Me and my wife travel from Bologna to Florence for a day , we arrive at Firenze Rifredi station and we will like to know how we can get (as near as posible to) the tourist center from  the station 
if we are going to use the bus , which number? where can we buy the tickets ?from where is leaving the station? how often?
If we are going to us the city train/ which one? where we can buy the tickets? from where is leaving the station?
and how much a taxi will cost to the center?
thank you for your time!
see you in Florence!!!


----------



## Lourdes (Dec 18, 2011)

The BEST way to get downtown as soon as your train arrives into Rifredi would be by train. Although I don't understand why it would end there... it could just be making a stop and continuing on to the SMN train station as its final destination in Florence. So if you have to get off in Rifredi, catch another train to SMN, it would take less than 5 minutes to get there and from there you are walking distance from all of the main sights downton!! Trains stop often heading to SMN so you don't have to worry about which one to catch.
Just double-check that your train ride actually ends in Rifredi because generally all trains from Bologna go into SMN.
If you wanted to catch a cab, the fare will likely be 10-12 euro.... you aren't far from the center, but that area has a lot of traffic... and cabs have time meters.

Have fun in Florence!


----------



## aris3333 (Dec 19, 2011)

*thank you for your reply!*

thank you very much for your reply , very kind of you 
ok , we will use the slow train which 3 times cheaper than the fast train both ways ,
the slow train stop in Rifredi st, 
you think we can get of the train before the last stop so it will be closer to the city center?
if we stay in the train , we will try to get a train to smn station from firenze Rifredi which is closer right?
tickets and direction will be on train station?
how about orange buses? which one go to city center from Firenze Rifredi station?ticket can be bought othe buses ? 

chris vasiliades


----------



## Lourdes (Dec 19, 2011)

Ciao Chris,

I see some of the InterCity trains do indeed stop at Rifredi and not reach SMN. No matter!
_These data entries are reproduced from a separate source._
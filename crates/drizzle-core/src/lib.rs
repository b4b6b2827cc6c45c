//! Core library for drizzle
//!
//! Streams Markdown from a byte source to the terminal incrementally:
//! source -> (box stripping) -> accumulator + boundary detector -> renderer -> terminal.

pub mod accumulator;
pub mod boundary;
pub mod boxes;
pub mod cancel;
pub mod config;
pub mod emitter;
pub mod error;
pub mod inject;
pub mod pipeline;
pub mod render;
pub mod source;
pub mod theme;

pub use accumulator::{Accumulator, Chunk, ChunkPolicy};
pub use boundary::{BoundaryDetector, Fence, StructuralState};
pub use boxes::{strip_boxes, BoxStripper};
pub use cancel::StreamCancellation;
pub use config::{ConfigFile, StreamConfig};
pub use emitter::Emitter;
pub use error::{Error, Origin, Result};
pub use pipeline::{run, StreamSummary};
pub use render::{RenderEvent, Renderer};
pub use source::{ByteSource, CommandSource, ReaderSource};
pub use theme::{ElementKind, Preset, ThemeLayer, ThemeMap, ThemeWarning};
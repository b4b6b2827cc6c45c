//! Query preparation for the LLM backend

/// Prepended to queries so the backend answers in renderable Markdown
pub const MARKDOWN_INSTRUCTION: &str = "Please respond only in Markdown.";

/// Build the text sent to the LLM command
pub fn prepare_query(query: &str, inject: bool) -> String {
    if inject {
        format!("{}\n{}", MARKDOWN_INSTRUCTION, query)
    } else {
        query.to_string()
    }
}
Buses and taxis go into traffic so the faster way is still to take the train. Have you bought your tickets yet? You don't have to.... you can wait and get them once you're in Bologna. You buy them at the station, the slow/regional trains don't have assigned seating so there is no need to book ahead of time.
When you buy your ticket to Firenze Rifredi, at the same time, at the train station ask the teller to make sure the train ends in Rifredi and if so, ask to buy the ticket *from Rifredi* into *Santa Maria Novella*! That way you don't have to go from the tracks down into the station to buy your ticket, you'll already have it in your hand. I've checked on trenitalia.com and there are trains between Rifredi and SMN every 10-15 minutes throughout the day.
SMN is the central train station in Florence, *Rifredi *is the first station out in the direction of Prato and then after that it splits between west and north lines. So if your train does not END in Rifredi, it is likely headed to SMN or to _Campo di Marte_ (that is the second train station from SMN but leaving to the east and south out of Florence - for example, you'd pass it on your way if you were then headed down to Rome).
If you want to try the buses, the orange ATAF buses have slowly changed colors to white/dark purple 
You can buy tickets on the bus but they cost a little bit more. All newspaper agents and tobacco shops sell bus tickets, buy them there before getting on the bus and save a few cents that way. 
Regional train and bus tickets in Italy are sold without a date on them - so you NEED TO STAMP them before getting on the train and as soon as you get on the bus to show you've "validated" them and are using them at that point. If caught with a ticket but no stamp on them, they think you're trying to reuse the ticket and will be fined! So definitely remember to stamp them - at the train station, look for yellow boxes in the station before the tracks - you'll see everyone else stamping them, so just follow their lead! 

Hope you have a great time in Bologna and Florence! Where else are you headed to during your trip in Italy? Are you coming soon or in a few months time?


----------